• Problem statement
Go line by line through the data and copy those with the word "Json".

::: Source records

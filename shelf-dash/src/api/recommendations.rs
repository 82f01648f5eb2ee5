//! Recommendation list endpoint
//!
//! Fetch raw records, normalize them on the list worker, remember live ones in
//! the catalog, then filter, sort and cut out the visible window.

use axum::{
    extract::{Query, State},
    Json,
};
use serde::{Deserialize, Serialize};
use shelf_client::services::BookQuery;
use shelf_client::window::DEFAULT_OVERSCAN;
use shelf_client::worker::{FilterCriteria, SortDirection, SortField, SortSpec};
use shelf_client::{visible_range, Origin, WindowParams};
use shelf_common::time::current_year;
use shelf_common::Book;
use tracing::debug;

use crate::error::{ApiError, ApiResult};
use crate::AppState;

/// Row height assumed when the caller does not say
pub const DEFAULT_ITEM_SIZE: f64 = 100.0;
/// Viewport height assumed when the caller does not say
pub const DEFAULT_VIEWPORT: f64 = 600.0;

#[derive(Debug, Default, Deserialize)]
#[serde(default)]
pub struct RecommendationParams {
    /// Comma-separated genre list
    pub genres: Option<String>,
    pub min_rating: Option<f32>,
    pub year_from: Option<i32>,
    pub year_to: Option<i32>,
    /// Free-text search
    pub q: Option<String>,
    pub sort: Option<String>,
    pub direction: Option<String>,
    /// Scroll offset in pixels
    pub offset: Option<f64>,
    pub viewport: Option<f64>,
    pub item_size: Option<f64>,
    pub overscan: Option<usize>,
    /// Passed through to the remote API
    pub limit: Option<usize>,
}

impl RecommendationParams {
    fn criteria(&self) -> ApiResult<FilterCriteria> {
        let genres = self
            .genres
            .as_deref()
            .map(|list| {
                list.split(',')
                    .map(str::trim)
                    .filter(|g| !g.is_empty())
                    .map(String::from)
                    .collect()
            })
            .unwrap_or_default();

        let criteria = FilterCriteria {
            genres,
            min_rating: self.min_rating,
            year_from: self.year_from,
            year_to: self.year_to,
            search: self.q.clone(),
        };
        criteria.validate().map_err(ApiError::BadRequest)?;
        Ok(criteria)
    }

    fn sort_spec(&self) -> ApiResult<SortSpec> {
        let field = match &self.sort {
            Some(s) => s.parse::<SortField>().map_err(ApiError::BadRequest)?,
            None => SortField::default(),
        };
        let direction = match &self.direction {
            Some(d) => d.parse::<SortDirection>().map_err(ApiError::BadRequest)?,
            None => SortDirection::default(),
        };
        Ok(SortSpec::new(field, direction))
    }

    fn window(&self, item_count: usize) -> WindowParams {
        WindowParams {
            scroll_offset: self.offset.unwrap_or(0.0),
            item_size: self.item_size.unwrap_or(DEFAULT_ITEM_SIZE),
            container_size: self.viewport.unwrap_or(DEFAULT_VIEWPORT),
            overscan: self.overscan.unwrap_or(DEFAULT_OVERSCAN),
            item_count,
        }
    }
}

/// What the dashboard should render
#[derive(Debug, Clone, Copy, PartialEq, Eq, Serialize)]
#[serde(rename_all = "lowercase")]
pub enum ListStatus {
    Ready,
    /// Nothing matched; not an error
    Empty,
    /// Showing the built-in classics because the API failed
    Fallback,
}

#[derive(Debug, Serialize)]
pub struct WindowBounds {
    pub start: usize,
    pub end: usize,
    /// Pixel offset of the first rendered row
    pub offset: f64,
    /// Pixel height of the whole list
    pub total_size: f64,
}

#[derive(Debug, Serialize)]
pub struct RecommendationsResponse {
    pub status: ListStatus,
    pub origin: Origin,
    /// Matching books before windowing
    pub total: usize,
    /// `None` when nothing matched
    pub window: Option<WindowBounds>,
    pub books: Vec<Book>,
}

/// GET /api/recommendations
pub async fn get_recommendations(
    State(state): State<AppState>,
    Query(params): Query<RecommendationParams>,
) -> ApiResult<Json<RecommendationsResponse>> {
    let criteria = params.criteria()?;
    let sort = params.sort_spec()?;

    let query = BookQuery {
        limit: params.limit,
        ..Default::default()
    };
    let fetched = state.books.book_list(&query).await;
    let origin = fetched.origin;

    let processed = state.worker.process(fetched.value, current_year()).await?;
    // Built-in classics never enter the catalog; later lookups must still say fallback
    if origin != Origin::Fallback {
        let added = state.catalog.write().await.upsert_many(processed.iter().cloned());
        debug!(count = processed.len(), new = added, "Catalog updated");
    }

    let filtered = state.worker.filter(processed, criteria).await?;
    let sorted = state.worker.sort(filtered, sort).await?;

    let total = sorted.len();
    let window_params = params.window(total);
    let range = visible_range(&window_params);

    let window = (!range.is_empty()).then(|| WindowBounds {
        start: range.start,
        end: range.end,
        offset: range.start as f64 * window_params.item_size.max(0.0),
        total_size: total as f64 * window_params.item_size.max(0.0),
    });

    let books = if range.is_empty() {
        Vec::new()
    } else {
        sorted
            .into_iter()
            .skip(range.start)
            .take(range.end - range.start + 1)
            .collect()
    };

    let status = if total == 0 {
        ListStatus::Empty
    } else if origin == Origin::Fallback {
        ListStatus::Fallback
    } else {
        ListStatus::Ready
    };

    Ok(Json(RecommendationsResponse {
        status,
        origin,
        total,
        window,
        books,
    }))
}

::::::

• Expected output
    Json,
) -> ApiResult<Json<RecommendationsResponse>> {
    Ok(Json(RecommendationsResponse {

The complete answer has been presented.